Provide the query and explain the window frame specification.

Python & Pandas

Data Cleaning Pipeline

Write a Python function that cleans a dataset with these issues:
[List specific problems: missing values in column X, outliers in Y,
 inconsistent date formats in Z, duplicate rows based on columns A and B, etc.]

Requirements:
- Use pandas
- Log what was cleaned (rows dropped, values imputed) for audit trail
- Return both the cleaned DataFrame and a cleaning summary
- Assume the input is a CSV with columns: [list column names and types]

Include docstring and type hints.

Statistical Analysis

I have a DataFrame with columns: [list columns with types].

Research question: [what I want to test or understand].

Design the analysis:
1. What statistical test is appropriate and why?
2. What assumptions does this test require?
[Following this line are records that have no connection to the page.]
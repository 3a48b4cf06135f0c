// src/graph/rank/pagerank.rs
//! Weighted, personalizable `PageRank` over the file graph.

use std::collections::HashMap;
use std::path::PathBuf;

use indexmap::IndexMap;

use super::builder::AdjacencyGraph;
use crate::error::{MapError, Result};

pub const DEFAULT_DAMPING: f64 = 0.85;
pub const DEFAULT_MAX_ITERATIONS: usize = 100;
pub const DEFAULT_EPSILON: f64 = 1e-6;

/// Teleport weights per file. Files missing from the map get no teleport mass.
pub type Personalization = HashMap<PathBuf, f64>;

#[derive(Debug, Clone)]
pub struct PageRankOptions {
    pub damping: f64,
    pub max_iterations: usize,
    pub epsilon: f64,
    pub personalization: Option<Personalization>,
}

impl Default for PageRankOptions {
    fn default() -> Self {
        Self {
            damping: DEFAULT_DAMPING,
            max_iterations: DEFAULT_MAX_ITERATIONS,
            epsilon: DEFAULT_EPSILON,
            personalization: None,
        }
    }
}

impl PageRankOptions {
    #[must_use]
    pub fn with_personalization(mut self, personalization: Personalization) -> Self {
        self.personalization = Some(personalization);
        self
    }

    /// Checks the options before a run.
    ///
    /// # Errors
    /// Returns `InvalidOption` if damping is outside [0, 1], epsilon is
    /// negative or NaN, iterations are zero, or a personalization weight is
    /// negative or not finite.
    pub fn validate(&self) -> Result<()> {
        if !(0.0..=1.0).contains(&self.damping) {
            return Err(MapError::invalid("damping", format!("{} is outside [0, 1]", self.damping)));
        }
        if self.epsilon.is_nan() || self.epsilon < 0.0 {
            return Err(MapError::invalid("epsilon", "must be non-negative"));
        }
        if self.max_iterations == 0 {
            return Err(MapError::invalid("max_iterations", "must be at least 1"));
        }
        let bad_weight = self
            .personalization
            .iter()
            .flat_map(HashMap::values)
            .any(|w| !w.is_finite() || *w < 0.0);
        if bad_weight {
            return Err(MapError::invalid("personalization", "weights must be finite and non-negative"));
        }
        Ok(())
    }
}

/// Computes `PageRank` scores for every node, keyed in node order.
///
/// Scores are not renormalized after the final iteration. A run that hits
/// `max_iterations` returns the scores reached so far.
#[must_use]
#[allow(clippy::cast_precision_loss)]
pub fn compute(graph: &AdjacencyGraph, options: &PageRankOptions) -> IndexMap<PathBuf, f64> {
    let n = graph.node_count();
    if n == 0 {
        return IndexMap::new();
    }

    let teleport = build_teleport(graph, options.personalization.as_ref());
    let inbound = build_inbound(graph);
    let dangling: Vec<usize> = (0..n).filter(|&i| is_dangling(graph, i)).collect();

    let mut scores = teleport.clone();
    let mut next = vec![0.0; n];
    let mut converged = false;
    let mut iterations = 0;

    while iterations < options.max_iterations {
        iterations += 1;
        let diff = iterate_once(&scores, &mut next, &inbound, &dangling, &teleport, options.damping);
        std::mem::swap(&mut scores, &mut next);
        if diff < options.epsilon {
            converged = true;
            break;
        }
    }

    if converged {
        tracing::debug!(iterations, nodes = n, "pagerank converged");
    } else {
        tracing::debug!(iterations, nodes = n, "pagerank hit iteration cap");
    }

    graph.nodes().cloned().zip(scores).collect()
}

/// Normalized personalization, or uniform when absent or carrying no mass.
#[allow(clippy::cast_precision_loss)]
fn build_teleport(graph: &AdjacencyGraph, personalization: Option<&Personalization>) -> Vec<f64> {
    let n = graph.node_count();
    let uniform = vec![1.0 / n as f64; n];
    let Some(pers) = personalization else {
        return uniform;
    };

    let raw: Vec<f64> = graph
        .nodes()
        .map(|p| pers.get(p).copied().unwrap_or(0.0))
        .collect();
    let total: f64 = raw.iter().sum();
    if total <= 0.0 || !total.is_finite() {
        tracing::debug!("personalization carries no mass for this graph; using uniform teleport");
        return uniform;
    }
    raw.into_iter().map(|w| w / total).collect()
}

/// For each node, the (source index, normalized weight) of every inbound edge.
/// Sources with zero outgoing weight use 1.0 as the denominator.
fn build_inbound(graph: &AdjacencyGraph) -> Vec<Vec<(usize, f64)>> {
    let out_sums: Vec<f64> = graph
        .nodes()
        .map(|p| {
            let sum = graph.out_weight(p);
            if sum > 0.0 { sum } else { 1.0 }
        })
        .collect();

    graph
        .nodes()
        .map(|target| {
            graph
                .predecessors(target)
                .filter_map(|source| {
                    let idx = graph.nodes.get_index_of(source)?;
                    Some((idx, graph.edge_weight(source, target) / out_sums[idx]))
                })
                .collect()
        })
        .collect()
}

fn is_dangling(graph: &AdjacencyGraph, idx: usize) -> bool {
    graph
        .nodes
        .get_index(idx)
        .map_or(true, |p| graph.successors(p).next().is_none())
}

/// One power-iteration step into `next`. Returns the L1 change.
fn iterate_once(
    scores: &[f64],
    next: &mut [f64],
    inbound: &[Vec<(usize, f64)>],
    dangling: &[usize],
    teleport: &[f64],
    damping: f64,
) -> f64 {
    let dangling_sum: f64 = dangling.iter().map(|&i| scores[i]).sum();
    let mut diff = 0.0;

    for (node, slot) in next.iter_mut().enumerate() {
        let incoming: f64 = inbound[node]
            .iter()
            .map(|&(src, share)| scores[src] * share)
            .sum();
        let value = (1.0 - damping) * teleport[node]
            + damping * dangling_sum * teleport[node]
            + damping * incoming;
        diff += (value - scores[node]).abs();
        *slot = value;
    }

    diff
}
How would I check them?
3. What would a significant vs non-significant result tell me?
4. Write the Python code to run this analysis using scipy/statsmodels
5. Interpret the output — what numbers to look at and what they mean

Data Visualization

Chart Selection

I need to visualize this data: [describe data structure and what I want to show].
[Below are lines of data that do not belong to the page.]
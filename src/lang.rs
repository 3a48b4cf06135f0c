use std::path::Path;
use tree_sitter::Language;

#[derive(Debug, Clone, Copy, PartialEq, Eq, Hash)]
pub enum Lang {
    Rust,
    Python,
    TypeScript,
    Tsx,
}

#[derive(Debug, Clone, Copy)]
pub enum QueryKind {
    Defs,
    Refs,
}

impl Lang {
    #[must_use]
    pub fn from_ext(ext: &str) -> Option<Self> {
        match ext {
            "rs" => Some(Self::Rust),
            "py" => Some(Self::Python),
            "ts" | "mts" | "cts" | "js" | "mjs" | "cjs" => Some(Self::TypeScript),
            "tsx" | "jsx" => Some(Self::Tsx),
            _ => None,
        }
    }

    #[must_use]
    pub fn from_path(path: &Path) -> Option<Self> {
        path.extension()
            .and_then(|s| s.to_str())
            .and_then(Self::from_ext)
    }

    #[must_use]
    pub fn name(self) -> &'static str {
        match self {
            Self::Rust => "rust",
            Self::Python => "python",
            Self::TypeScript => "typescript",
            Self::Tsx => "tsx",
        }
    }

    #[must_use]
    pub fn grammar(self) -> Language {
        match self {
            Self::Rust => tree_sitter_rust::language(),
            Self::Python => tree_sitter_python::language(),
            Self::TypeScript => tree_sitter_typescript::language_typescript(),
            Self::Tsx => tree_sitter_typescript::language_tsx(),
        }
    }

    // Indexing is safe: the row index is bounded by the query-set count and
    // query_idx by the QueryKind variant count.
    #[must_use]
    #[allow(clippy::indexing_slicing)]
    pub fn query(self, kind: QueryKind) -> &'static str {
        let row = match self {
            Self::Rust => 0,
            Self::Python => 1,
            Self::TypeScript | Self::Tsx => 2,
        };
        QUERIES[row][kind as usize]
    }

    #[must_use]
    pub fn q_defs(self) -> &'static str {
        self.query(QueryKind::Defs)
    }

    #[must_use]
    pub fn q_refs(self) -> &'static str {
        self.query(QueryKind::Refs)
    }
}

// [Rust, Python, TypeScript] x [Defs, Refs]
// Defs capture the name as @name and the declaring node as @def.
const QUERIES: [[&str; 2]; 3] = [
    // Rust
    [
        r"
            (function_item name: (identifier) @name) @def
            (struct_item name: (type_identifier) @name) @def
            (enum_item name: (type_identifier) @name) @def
            (trait_item name: (type_identifier) @name) @def
            (const_item name: (identifier) @name) @def
            (static_item name: (identifier) @name) @def
            (type_item name: (type_identifier) @name) @def
            (mod_item name: (identifier) @name) @def
        ", // Defs
        r"
            (call_expression function: (identifier) @ref)
            (call_expression function: (scoped_identifier name: (identifier) @ref))
            (call_expression function: (field_expression field: (field_identifier) @ref))
            (scoped_identifier path: (identifier) @ref)
            (macro_invocation macro: (identifier) @ref)
            (use_declaration argument: (scoped_identifier name: (identifier) @ref))
            (use_list (identifier) @ref)
            (use_list (scoped_identifier name: (identifier) @ref))
            (type_identifier) @ref
        ", // Refs
    ],
    // Python
    [
        r"
            (function_definition name: (identifier) @name) @def
            (class_definition name: (identifier) @name) @def
            (module (expression_statement (assignment left: (identifier) @name) @def))
        ", // Defs
        r"
            (call function: (identifier) @ref)
            (call function: (attribute attribute: (identifier) @ref))
            (import_from_statement name: (dotted_name (identifier) @ref))
            (aliased_import name: (dotted_name (identifier) @ref))
            (class_definition superclasses: (argument_list (identifier) @ref))
        ", // Refs
    ],
    // TypeScript / TSX
    [
        r"
            (function_declaration name: (identifier) @name) @def
            (class_declaration name: (type_identifier) @name) @def
            (abstract_class_declaration name: (type_identifier) @name) @def
            (interface_declaration name: (type_identifier) @name) @def
            (type_alias_declaration name: (type_identifier) @name) @def
            (enum_declaration name: (identifier) @name) @def
            (method_definition name: (property_identifier) @name) @def
            (lexical_declaration (variable_declarator name: (identifier) @name) @def)
        ", // Defs
        r"
            (call_expression function: (identifier) @ref)
            (call_expression function: (member_expression property: (property_identifier) @ref))
            (new_expression constructor: (identifier) @ref)
            (import_specifier name: (identifier) @ref)
            (type_identifier) @ref
        ", // Refs
    ],
];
Audience: [executives/analysts/public]. Medium: [dashboard/presentation/report].

Recommend the best chart type:
1. Why this chart over alternatives (name 2 alternatives and why they're worse)
2. What to put on each axis
3. Color strategy (categorical, sequential, diverging)
4. Common misinterpretation of this chart type and how to prevent it
5. Annotations or reference lines that would add context

Chart Description for AI Image Tools

Describe a chart that shows [data relationship] for use with an AI image generator.

Provide:
1. A detailed text description of the chart (type, axes, data points, labels, annotations)
2. Key insights the chart should communicate
3. Suggested color palette with hex codes
4. What to omit — chart junk that would distract from the message

Make it specific enough that someone could sketch the chart from this description.

Analysis & Storytelling

Finding the Narrative

Here's a dataset analysis result: [paste summary statistics, correlation matrix,
 or key findings].

The audience is [describe]. They care about [what matters to them].
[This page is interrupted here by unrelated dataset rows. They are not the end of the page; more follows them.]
// src/config/mod.rs
pub mod types;

pub use self::types::{Config, ContextMapToml, OutputConfig, RankingConfig, ScanConfig};

use std::fs;
use std::path::Path;

use regex::Regex;

use crate::discovery::ScanOptions;
use crate::error::{MapError, Result};
use crate::graph::rank::PageRankOptions;

pub const CONFIG_FILE: &str = "contextmap.toml";

impl Config {
    #[must_use]
    pub fn new() -> Self {
        Self::default()
    }

    /// Creates a config and applies `contextmap.toml` from `root` if present.
    ///
    /// # Errors
    /// Returns an error if the file exists but cannot be read or parsed.
    pub fn load(root: &Path) -> Result<Self> {
        let mut config = Self::new();
        let path = root.join(CONFIG_FILE);
        if path.is_file() {
            let content = fs::read_to_string(&path).map_err(|e| MapError::io(e, &path))?;
            config.parse_toml(&content)?;
            tracing::debug!(path = %path.display(), "loaded config");
        }
        Ok(config)
    }

    /// Replaces all settings with the ones in `content`.
    ///
    /// # Errors
    /// Returns an error on malformed TOML or an invalid exclude pattern.
    pub fn parse_toml(&mut self, content: &str) -> Result<()> {
        let parsed: ContextMapToml = toml::from_str(content)?;
        self.ranking = parsed.ranking;
        self.output = parsed.output;
        self.scan = parsed.scan;
        self.compile_patterns()
    }

    /// Recompiles `scan.exclude_patterns` into regexes.
    ///
    /// # Errors
    /// Returns an error if any pattern is not a valid regex.
    pub fn compile_patterns(&mut self) -> Result<()> {
        self.exclude_patterns = self
            .scan
            .exclude_patterns
            .iter()
            .map(|p| Regex::new(p))
            .collect::<std::result::Result<_, _>>()?;
        Ok(())
    }

    /// Validates configuration.
    ///
    /// # Errors
    /// Returns `InvalidOption` for out-of-range ranking or output values.
    pub fn validate(&self) -> Result<()> {
        self.pagerank_options().validate()?;
        if self.ranking.boost_factor.is_nan() || self.ranking.boost_factor <= 0.0 {
            return Err(MapError::invalid("boost_factor", "must be positive"));
        }
        if self.output.max_signatures_per_file == 0 {
            return Err(MapError::invalid("max_signatures_per_file", "must be at least 1"));
        }
        Ok(())
    }

    #[must_use]
    pub fn pagerank_options(&self) -> PageRankOptions {
        PageRankOptions {
            damping: self.ranking.damping,
            max_iterations: self.ranking.max_iterations,
            epsilon: self.ranking.epsilon,
            personalization: None,
        }
    }

    #[must_use]
    pub fn scan_options(&self) -> ScanOptions {
        ScanOptions {
            include: self.scan.include.clone(),
            exclude: self.scan.exclude.clone(),
            exclude_patterns: self.exclude_patterns.clone(),
        }
    }
}

// Pattern constants
pub const PRUNE_DIRS: &[&str] = &[
    ".git",
    "node_modules",
    "dist",
    "build",
    "target",
    "gen",
    "tests",
    "test",
    "__tests__",
    "__pycache__",
    ".next",
    ".venv",
    "venv",
    ".tox",
    ".cache",
    "coverage",
    "vendor",
    "third_party",
];

pub const SECRET_PATTERN: &str = r"(?i)(^\.?env(\..*)?$|/\.?env(\..*)?$|(^|/)(id_rsa(\.pub)?|id_ed25519(\.pub)?|.*\.(pem|p12|jks|keystore|pfx))$)";

pub const GENERATED_PATTERN: &str = r"(?i)(\.d\.ts|\.min\.js|\.generated\.\w+)$";

#[cfg(test)]
mod tests {
    use super::*;
    use crate::render::OutputFormat;

    #[test]
    fn test_defaults() {
        let config = Config::new();
        assert!((config.ranking.damping - 0.85).abs() < f64::EPSILON);
        assert_eq!(config.ranking.max_iterations, 100);
        assert_eq!(config.output.max_signatures_per_file, 15);
        assert!(config.validate().is_ok());
    }

    #[test]
    fn test_config_carries_only_loaded_settings() {
        let Config {
            ranking,
            output,
            scan,
            exclude_patterns,
        } = Config::new();
        assert_eq!(ranking.max_iterations, 100);
        assert_eq!(output.budget, 4000);
        assert!(scan.include.is_empty());
        assert!(exclude_patterns.is_empty());
    }

    #[test]
    fn test_partial_toml_keeps_defaults() {
        let mut config = Config::new();
        let toml = r#"
            [ranking]
            damping = 0.5

            [output]
            budget = 1200
            format = "xml"

            [scan]
            exclude_patterns = ["\\.gen\\.ts$"]
        "#;
        config.parse_toml(toml).unwrap();
        assert!((config.ranking.damping - 0.5).abs() < f64::EPSILON);
        assert_eq!(config.ranking.max_iterations, 100);
        assert_eq!(config.output.budget, 1200);
        assert_eq!(config.output.format, OutputFormat::Xml);
        assert_eq!(config.exclude_patterns.len(), 1);
        assert!(config.exclude_patterns[0].is_match("src/api.gen.ts"));
    }

    #[test]
    fn test_invalid_pattern_is_error() {
        let mut config = Config::new();
        let toml = "[scan]\nexclude_patterns = [\"(unclosed\"]";
        assert!(matches!(config.parse_toml(toml), Err(MapError::Regex(_))));
    }

    #[test]
    fn test_validate_rejects_bad_damping() {
        let mut config = Config::new();
        config.ranking.damping = 1.5;
        assert!(matches!(
            config.validate(),
            Err(MapError::InvalidOption { name: "damping", .. })
        ));
    }
}
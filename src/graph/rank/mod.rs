// src/graph/rank/mod.rs
//! File ranking: symbol weights, adjacency, and personalized `PageRank`.

pub mod builder;
pub mod pagerank;
pub mod personalization;
pub mod queries;
pub mod weights;

pub use builder::{build_adjacency, AdjacencyGraph};
pub use pagerank::{compute, PageRankOptions, Personalization};
pub use personalization::{create_personalization, PathPattern, DEFAULT_BOOST_FACTOR};
pub use queries::{get_ranked_files, get_top_files, rank_files, RankOptions, RankedFile};
pub use weights::{matches_feature, symbol_weight};
// src/cli/mod.rs
//! CLI command handlers.

pub mod args;
pub mod handlers;

pub use args::{Cli, Commands};

use anyhow::Result;

use crate::exit::ContextMapExit;

/// Executes the parsed command.
///
/// # Errors
/// Returns error if the command handler fails.
pub fn execute(command: &Commands) -> Result<ContextMapExit> {
    match command {
        Commands::Map(args) => handlers::handle_map(args),
        Commands::Rank(args) => handlers::handle_rank(args),
    }
}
Transform this into a narrative:
1. The headline insight — one sentence they'll remember
2. 3 supporting findings with specific numbers
3. One "surprising" finding that challenges assumptions
4. Recommended action based on the data
5. One caveat or limitation to acknowledge

Keep it under 300 words. No jargon unless the audience uses it.

Stakeholder Q&A Prep

I'm presenting this analysis to [stakeholder type]. 

Key findings: [list 3-5 findings].

Anticipate their questions:
1. "How confident are you in these numbers?" — prepare a response with confidence intervals
2. "What would change if we looked at [alternative segment/time period]?"
3. "How does this compare to [benchmark/competitor/previous period]?"
4. "What should we do differently based on this?"
5. "What data are we missing that would make this more definitive?"

For each, provide a 2-3 sentence response I can deliver verbally.

A/B Testing

Test Design

Design an A/B test for [change we want to test].

Current metric: [baseline value]. Minimum detectable effect: [X%].
Significance level: 0.05. Power: 0.80.

Provide:
1. Sample size required per variant
2. Duration needed given our daily traffic of [X users/day]
3. Primary metric and 3 guardrail metrics (metrics that shouldn't change)
4. Ramp-up plan (start at 1%, increase to 50%)
5. When to stop the test early (if variant is clearly winning or losing)

Results Interpretation

A/B test results:
- Control: [N] users, conversion rate [X%]
- Variant: [N] users, conversion rate [Y%]
- P-value: [number]

Analyze these results:
1. Is the difference statistically significant? At what confidence level?
2. Is it practically significant? (Does the effect size matter for the business?)
3. What's the confidence interval for the lift?
4. Should we ship the variant? If not, what additional data would change your recommendation?
5. What are 2 alternative explanations for the result (besides the variant causing the change)?

Note:

Replace bracketed placeholders with actual schema, data, and business context. The more precise your input, the more actionable the output.